** Supplied data **
//! Decode a small catalog of element sets, including an Alpha-5 entry

use approx::assert_relative_eq;
use tle_decoder::*;

const CATALOG: &str = include_str!("../test_fixtures/catalog.txt");

const ISS_LINE1: &str = "1 25544U 98067A   08264.51782528 -.00002182  00000-0 -11606-4 0  2927";
const ISS_LINE2: &str = "2 25544  51.6416 247.4627 0006703 130.5360 325.0288 15.72125391563537";

#[test]
fn catalog() {
    let set = decode_set(CATALOG).unwrap();
    assert_eq!(set.len(), 4);

    let ids: Vec<CatalogId> = set.iter().map(|t| t.catalog_id()).collect();
    assert_eq!(ids, vec![37481, 39120, 25544, 335544]);

    let names: Vec<Option<&str>> = set.iter().map(|t| t.name.as_deref()).collect();
    assert_eq!(
        names,
        vec![Some("GEO1"), Some("GEO2"), None, Some("TBA - TO BE ASSIGNED")]
    );

    let geo1 = &set[0];
    assert_eq!(geo1.international_designator.launch_year, "11");
    assert_eq!(geo1.international_designator.launch_number, "019");
    assert_eq!(geo1.international_designator.launch_piece, "A");
    assert_relative_eq!(geo1.mean_motion_dot, -0.00000009);
    assert_eq!(geo1.bstar, 0.0);
    assert_relative_eq!(geo1.elements.eccentricity, 0.000164);
    assert_relative_eq!(geo1.elements.mean_motion, 1.00272292);
    assert_eq!(geo1.elements.revolution_number, 4457);
    assert_eq!(geo1.epoch.timestamp.to_string(), "2023-07-09 10:49:08.192928 UTC");

    let alpha5 = &set[3];
    assert_eq!(alpha5.catalog_number.raw, "Z5544");
    assert!(alpha5.catalog_number.is_alpha5());
    assert_eq!(alpha5.line1_checksum, 2);
    assert_eq!(alpha5.line2_checksum, 5);
}

#[test]
fn iss_fields() {
    let tle = decode(&format!("{ISS_LINE1}\n{ISS_LINE2}")).unwrap();
    assert_eq!(tle.classification, Classification::Unclassified);
    assert_eq!(tle.international_designator.raw, "98067A");
    assert_eq!(tle.epoch.raw, "08264.51782528");
    assert_relative_eq!(tle.mean_motion_dot, -0.00002182);
    assert_eq!(tle.mean_motion_ddot, 0.0);
    assert_relative_eq!(tle.bstar, -0.000011606);
    assert_eq!(tle.ephemeris_type, '0');
    assert_eq!(tle.element_set_number, 292);
    assert_relative_eq!(tle.elements.inclination, 51.6416);
    assert_relative_eq!(tle.elements.right_ascension, 247.4627);
    assert_relative_eq!(tle.elements.eccentricity, 0.0006703);
    assert_relative_eq!(tle.elements.argument_of_perigee, 130.536);
    assert_relative_eq!(tle.elements.mean_anomaly, 325.0288);
    assert_relative_eq!(tle.elements.mean_motion, 15.72125391);
    assert_eq!(tle.elements.revolution_number, 56353);
    assert_eq!(tle.epoch.timestamp.to_string(), "2008-09-20 12:25:40.104192 UTC");
}

#[test]
fn raw_text_is_retained() {
    let text = format!("\n\n  ISS (ZARYA)\n{ISS_LINE1}\n{ISS_LINE2}\n\n");
    let tle = decode(&text).unwrap();
    assert_eq!(tle.contents, text.trim());
    assert_eq!(tle.line1, ISS_LINE1);
    assert_eq!(tle.line2, ISS_LINE2);
    assert_eq!(tle.name.as_deref(), Some("ISS (ZARYA)"));
}

#[test]
fn any_altered_checksum_digit_fails() {
    for (line, other, number) in [
        (ISS_LINE1, ISS_LINE2, LineNumber::One),
        (ISS_LINE2, ISS_LINE1, LineNumber::Two),
    ] {
        for d in (0..=9).filter(|d| *d != 7) {
            let altered = format!("{}{d}", &line[..68]);
            let text = match number {
                LineNumber::One => format!("{altered}\n{other}"),
                LineNumber::Two => format!("{other}\n{altered}"),
            };
            let err = decode(&text).unwrap_err();
            assert_eq!(err.kind(), ErrorKind::Checksum, "{err}");
            assert!(matches!(err, DecodeError::Checksum { line, .. } if line == number));
        }
    }
}

#[test]
fn mismatched_catalog_numbers() {
    // Checksums are valid, only the catalog numbers differ
    let line1 = "1 25544U 98067A   20274.51782528  .00000867  00000-0  22813-4 0  9994";
    let line2 = "2 25545  51.6441  93.0000 0001400  11.0000 349.0000 15.49300070250768";
    let err = decode(&format!("{line1}\n{line2}")).unwrap_err();
    assert_eq!(err.kind(), ErrorKind::Format);
    assert_eq!(
        err,
        DecodeError::CatalogNumberMismatch {
            line1: "25544".to_owned(),
            line2: "25545".to_owned(),
        }
    );
}

#[test]
fn wrong_line_counts() {
    assert_eq!(decode(ISS_LINE1).unwrap_err().kind(), ErrorKind::Format);
    assert_eq!(decode("").unwrap_err().kind(), ErrorKind::Format);

    let four = format!("A\nB\n{ISS_LINE1}\n{ISS_LINE2}");
    let err = decode(&four).unwrap_err();
    assert!(matches!(err, DecodeError::LineCount { count: 4, .. }));
    assert!(err.to_string().contains(ISS_LINE2));
}

#[test]
fn failing_set_entry_is_indexed() {
    let catalog = CATALOG.replacen("2 39120   2.3950", "2 39120   2.39x0", 1);
    let err = decode_set(&catalog).unwrap_err();
    assert_eq!(err.kind(), ErrorKind::Numeric);
    match err {
        DecodeError::SetEntry { index, source } => {
            assert_eq!(index, 1);
            assert!(matches!(
                *source,
                DecodeError::Numeric {
                    field: Field::Inclination,
                    ..
                }
            ));
        }
        _ => panic!("Expected a set entry error, got {err:?}"),
    }
}

#[test]
fn decoder_from_config() {
    let cfg = DecoderConfig::from_toml_str("verify-checksums = false").unwrap();
    let decoder = Decoder::new(cfg);
    let line2 = format!("{}0", &ISS_LINE2[..68]);
    let tle = decoder.decode(&format!("{ISS_LINE1}\n{line2}")).unwrap();
    assert_eq!(tle.line2_checksum, 0);
    assert_eq!(tle.catalog_id(), 25544);
}

#[test]
fn decoding_is_thread_safe() {
    let handles: Vec<_> = (0..4)
        .map(|_| std::thread::spawn(|| decode_set(CATALOG).map(|s| s.len())))
        .collect();
    for h in handles {
        assert_eq!(h.join().unwrap(), Ok(4));
    }
}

** Activity **
From the data above, copy each line that holds "DecodeError".

** Reply to the task **
            assert!(matches!(err, DecodeError::Checksum { line, .. } if line == number));
        DecodeError::CatalogNumberMismatch {
    assert!(matches!(err, DecodeError::LineCount { count: 4, .. }));
        DecodeError::SetEntry { index, source } => {
                DecodeError::Numeric {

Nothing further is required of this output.